Ambas as avaliações são repetidas frequentemente em Talayuel. No Bar Jardín, dirigido por um migrante, quase todos os clientes são estrangeiros, ao contrário do Mirasierra. No entanto, as circunstâncias mudam à medida que novas gerações surgem e interagem entre si. É o caso de Aymen Bouamiek, um eletricista de 24 anos que não faz distinção entre alguns amigos e outros. Outra questão que repetem em Talayuel são os elogios a quem veio à sua cidade anos atrás “para trabalhar” “legalmente”. Mas, ao mesmo tempo, ataque os “ilegais” que agora vêm apenas em busca de “ajuda”. “É triste, mas não é culpa do Estado. Vox quer expulsar os indocumentados”, diz Mohamed Rahmani, 22 anos, que chegou a Espanha há seis meses e é dono do bar Jardín com a família.
Outros vizinhos acusam os imigrantes que agora chegam de serem “NÃO”, vagando pelas ruas e “usando drogas”. Uma afirmação que é repetida em privado mesmo por migrantes de segunda e terceira geração que atacam novos imigrantes devido a questões de segurança percebidas. Outros discordam. “Num grupo de 20 pessoas, se uma é má, então todos somos maus. Não são imigrantes, mas pessoas”, explica um dos rapazes, cujos pais vieram de Marrocos, que aponta as redes sociais como culpadas por “amplificarem” as mensagens de ódio. E que votaria no PP porque Guardiola “não teve tempo para a Extremadura avançar”.

O empresário Bravo opera as pimentas que Gonzalez cultiva, junto com outros vinte trabalhadores, e também administra o grande campo de golfe de Talayuela, de onde se avistam as montanhas de Gredos entre os pinhais de Tietara. Bravo queixa-se das novas restrições de Bruxelas ao processo de fumar pimenta. Também votará no PP nas eleições da Extremadura como um “voto útil”, mas sente-se muito atraído pela música do Vox, especialmente em termos de imigração.
Outro empresário na cidade está liderando o debate PP vs Vox antes do 21-D. À noite, a maioria dos homens vistos caminhando pela avenida que liga Bar Jardín a Mirasierra é de origem norte-africana. “Mas isso se deve ao hábito de estarem muito ao ar livre”, explica uma mulher que oscila entre popular e ultraautónoma, que não quer revelar o seu nome e obtém informações através das redes e do único “canal confiável” – a Antena 3. E que acredita que devemos combater a violência sexista. “Já estamos cansados dessa corrupção.
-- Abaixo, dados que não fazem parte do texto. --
//! Per-peer pause token bookkeeping and peer id canonicalization

use std::collections::{BTreeSet, HashMap};

use crate::net::protocol::PeerId;
use crate::util::time::unix_millis;

/// Which side of the protocol a token arrived on
#[derive(Debug, Clone, Copy, PartialEq, Eq)]
pub enum TokenOp {
    Pause,
    Resume,
}

/// Outcome of checking a token against a peer's history
#[derive(Debug, Clone, Copy, PartialEq, Eq)]
pub enum TokenVerdict {
    Accept,
    /// Older than what was already applied
    Stale { token: u64, floor: u64 },
    /// Untokenized message from a peer that has sent tokens before
    Downgrade,
}

/// Token state of one canonical peer
#[derive(Debug, Clone, PartialEq, Eq)]
pub struct PauseTokenEntry {
    pub canonical_id: PeerId,
    /// Highest token applied in either direction
    pub latest_token: Option<u64>,
    /// Token of the pause currently in force
    pub active_token: Option<u64>,
    /// Set once the peer sends any token; never cleared
    pub supports_tokens: bool,
    /// Token of the last applied resume
    pub last_resolved_token: Option<u64>,
}

impl PauseTokenEntry {
    pub fn new(canonical_id: PeerId) -> Self {
        Self {
            canonical_id,
            latest_token: None,
            active_token: None,
            supports_tokens: false,
            last_resolved_token: None,
        }
    }

    pub fn check(&self, token: Option<u64>, op: TokenOp) -> TokenVerdict {
        let Some(token) = token else {
            return if self.supports_tokens {
                TokenVerdict::Downgrade
            } else {
                TokenVerdict::Accept
            };
        };

        if let Some(latest) = self.latest_token {
            if token < latest {
                return TokenVerdict::Stale { token, floor: latest };
            }
        }

        match op {
            // A pause carrying an already-resolved token is a late duplicate
            TokenOp::Pause => match self.last_resolved_token {
                Some(resolved) if token <= resolved => TokenVerdict::Stale {
                    token,
                    floor: resolved,
                },
                _ => TokenVerdict::Accept,
            },
            TokenOp::Resume => match self.active_token {
                Some(active) if token < active => TokenVerdict::Stale {
                    token,
                    floor: active,
                },
                _ => TokenVerdict::Accept,
            },
        }
    }

    pub fn apply(&mut self, token: Option<u64>, op: TokenOp) {
        if let Some(token) = token {
            self.supports_tokens = true;
            self.latest_token = Some(self.latest_token.map_or(token, |l| l.max(token)));
        }
        match op {
            TokenOp::Pause => self.active_token = token,
            TokenOp::Resume => {
                self.active_token = None;
                if token.is_some() {
                    self.last_resolved_token = token;
                }
            }
        }
    }

    /// Fold in the history of an id that turned out to be an alias of this peer
    fn absorb(&mut self, other: PauseTokenEntry) {
        self.supports_tokens |= other.supports_tokens;
        self.latest_token = max_opt(self.latest_token, other.latest_token);
        self.last_resolved_token = max_opt(self.last_resolved_token, other.last_resolved_token);
        self.active_token = max_opt(self.active_token, other.active_token)
            .filter(|active| Some(*active) > self.last_resolved_token);
    }
}

fn max_opt(a: Option<u64>, b: Option<u64>) -> Option<u64> {
    match (a, b) {
        (Some(a), Some(b)) => Some(a.max(b)),
        (a, None) => a,
        (None, b) => b,
    }
}

/// Bidirectional map between canonical peer ids and their aliases
#[derive(Debug, Default)]
pub struct AliasMap {
    alias_of: HashMap<PeerId, PeerId>,
    members: HashMap<PeerId, BTreeSet<PeerId>>,
}

impl AliasMap {
    pub fn canonical(&self, id: &PeerId) -> PeerId {
        self.alias_of.get(id).cloned().unwrap_or_else(|| id.clone())
    }

    /// Register `id` (or its canonical) as known
    pub fn touch(&mut self, id: &PeerId) -> PeerId {
        let canonical = self.canonical(id);
        self.members.entry(canonical.clone()).or_default();
        canonical
    }

    /// Link two ids of the same peer. Returns the canonical id and, when two
    /// previously separate canonical ids collapsed, the one that was demoted.
    pub fn link(&mut self, public_id: &PeerId, private_id: &PeerId) -> (PeerId, Option<PeerId>) {
        let cp = self.canonical(public_id);
        let cq = self.canonical(private_id);
        if cp == cq {
            self.members.entry(cp.clone()).or_default();
            return (cp, None);
        }

        let (winner, loser) = if !self.members.contains_key(&cp) && self.members.contains_key(&cq) {
            (cq, cp)
        } else {
            (cp, cq)
        };

        let demoted = self.members.remove(&loser);
        let merged = demoted.as_ref().map(|_| loser.clone());
        let moved: Vec<PeerId> = demoted
            .unwrap_or_default()
            .into_iter()
            .chain(std::iter::once(loser))
            .collect();

        let members = self.members.entry(winner.clone()).or_default();
        for alias in moved {
            self.alias_of.insert(alias.clone(), winner.clone());
            members.insert(alias);
        }
        (winner, merged)
    }

    /// Number of canonical peers
    pub fn len(&self) -> usize {
        self.members.len()
    }

    pub fn is_empty(&self) -> bool {
        self.members.is_empty()
    }

    pub fn aliases(&self, canonical: &PeerId) -> impl Iterator<Item = &PeerId> {
        self.members.get(canonical).into_iter().flatten()
    }

    pub fn clear(&mut self) {
        self.alias_of.clear();
        self.members.clear();
    }
}

/// Result of canonicalizing a peer reference
#[derive(Debug, Clone, PartialEq, Eq)]
pub struct Resolved {
    pub canonical: PeerId,
    /// Former canonical id folded into `canonical`
    pub merged: Option<PeerId>,
}

/// Token entries for every peer referenced this session
#[derive(Debug, Default)]
pub struct PauseTokenStore {
    entries: HashMap<PeerId, PauseTokenEntry>,
    aliases: AliasMap,
}

impl PauseTokenStore {
    pub fn new() -> Self {
        Self::default()
    }

    /// Canonicalize a peer reference, linking `private_id` as an alias when given
    pub fn resolve_id(&mut self, public_id: &PeerId, private_id: Option<&PeerId>) -> Resolved {
        let (canonical, merged) = match private_id {
            Some(private_id) if private_id != public_id => self.aliases.link(public_id, private_id),
            _ => (self.aliases.touch(public_id), None),
        };

        if let Some(old) = merged.as_ref().and_then(|loser| self.entries.remove(loser)) {
            self.entry_mut(&canonical).absorb(old);
        }

        Resolved { canonical, merged }
    }

    /// Canonical id without registering anything
    pub fn canonical(&self, id: &PeerId) -> PeerId {
        self.aliases.canonical(id)
    }

    pub fn entry(&self, canonical: &PeerId) -> Option<&PauseTokenEntry> {
        self.entries.get(canonical)
    }

    pub fn entry_mut(&mut self, canonical: &PeerId) -> &mut PauseTokenEntry {
        self.entries
            .entry(canonical.clone())
            .or_insert_with(|| PauseTokenEntry::new(canonical.clone()))
    }

    pub fn aliases(&self) -> &AliasMap {
        &self.aliases
    }

    /// Number of distinct peers seen, whether or not they sent a token yet
    pub fn len(&self) -> usize {
        self.aliases.len()
    }

    pub fn is_empty(&self) -> bool {
        self.aliases.is_empty()
    }

    /// Forget every peer (teardown / resync)
    pub fn clear(&mut self) {
        self.entries.clear();
        self.aliases.clear();
    }
}

/// Mints strictly increasing tokens for the local peer.
///
/// Seeded from the wall clock so a reloaded peer keeps outranking the tokens
/// of its previous incarnation.
#[derive(Debug, Clone)]
pub struct TokenMinter {
    last: u64,
}

impl TokenMinter {
    pub fn new() -> Self {
        Self::starting_at(unix_millis())
    }

    pub fn starting_at(seed: u64) -> Self {
        Self { last: seed }
    }

    pub fn mint(&mut self) -> u64 {
        self.last += 1;
        self.last
    }

    pub fn last(&self) -> u64 {
        self.last
    }
}

impl Default for TokenMinter {
    fn default() -> Self {
        Self::new()
    }
}

#[cfg(test)]
mod tests {
    use super::*;

    fn peer(id: &str) -> PeerId {
        PeerId::from(id)
    }

    #[test]
    fn untokenized_peer_is_accepted_until_it_sends_a_token() {
        let mut entry = PauseTokenEntry::new(peer("a"));
        assert_eq!(entry.check(None, TokenOp::Pause), TokenVerdict::Accept);
        entry.apply(None, TokenOp::Pause);
        assert_eq!(entry.check(Some(4), TokenOp::Resume), TokenVerdict::Accept);
        entry.apply(Some(4), TokenOp::Resume);
        assert_eq!(entry.check(None, TokenOp::Pause), TokenVerdict::Downgrade);
        assert_eq!(entry.check(None, TokenOp::Resume), TokenVerdict::Downgrade);
    }

    #[test]
    fn resolved_token_cannot_pause_again() {
        let mut entry = PauseTokenEntry::new(peer("a"));
        entry.apply(Some(5), TokenOp::Pause);
        entry.apply(Some(5), TokenOp::Resume);
        assert_eq!(
            entry.check(Some(5), TokenOp::Pause),
            TokenVerdict::Stale { token: 5, floor: 5 }
        );
        assert_eq!(entry.check(Some(6), TokenOp::Pause), TokenVerdict::Accept);
    }

    #[test]
    fn alias_links_in_both_directions() {
        let mut store = PauseTokenStore::new();
        let first = store.resolve_id(&peer("pub-1"), None);
        assert_eq!(first.canonical, peer("pub-1"));

        let linked = store.resolve_id(&peer("pub-1"), Some(&peer("priv-1")));
        assert_eq!(linked.canonical, peer("pub-1"));
        assert_eq!(store.canonical(&peer("priv-1")), peer("pub-1"));
        assert_eq!(
            store.resolve_id(&peer("priv-1"), None).canonical,
            peer("pub-1")
        );
        let aliases: Vec<_> = store.aliases().aliases(&peer("pub-1")).cloned().collect();
        assert_eq!(aliases, vec![peer("priv-1")]);
    }

    #[test]
    fn late_link_merges_token_history() {
        let mut store = PauseTokenStore::new();
        let a = store.resolve_id(&peer("pub"), None).canonical;
        store.entry_mut(&a).apply(Some(3), TokenOp::Pause);
        let b = store.resolve_id(&peer("priv"), None).canonical;
        store.entry_mut(&b).apply(Some(9), TokenOp::Pause);

        let resolved = store.resolve_id(&peer("pub"), Some(&peer("priv")));
        assert_eq!(resolved.canonical, peer("pub"));
        assert_eq!(resolved.merged, Some(peer("priv")));
        assert_eq!(store.len(), 1);
        assert!(store.entry(&peer("priv")).is_none());
        let entry = store.entry(&peer("pub")).expect("entry");
        assert_eq!(entry.latest_token, Some(9));
        assert_eq!(entry.active_token, Some(9));
        assert!(entry.supports_tokens);
    }

    #[test]
    fn minted_tokens_increase() {
        let mut minter = TokenMinter::starting_at(100);
        assert_eq!(minter.mint(), 101);
        assert_eq!(minter.mint(), 102);
        assert!(TokenMinter::new().last() > 1_600_000_000_000);
    }
}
Begoña, sem carreira, ganha cátedra, e minha filha com formação acadêmica e mestrado está desempregada e sem possibilidade de emancipação”, critica a mulher. Sua filha queria fotografar Abascal no bar Mirasierra durante sua visita há duas semanas. Dentro de casa, Fazendeiro Gonzalez finaliza conhaque 103 com cocaína antes de voltar para casa. “Veremos se ele terá sorte”, disse ele sobre a vitória de Vox Gonzalez, apelidado de “A Boina” por causa de sua época como Boina Verde.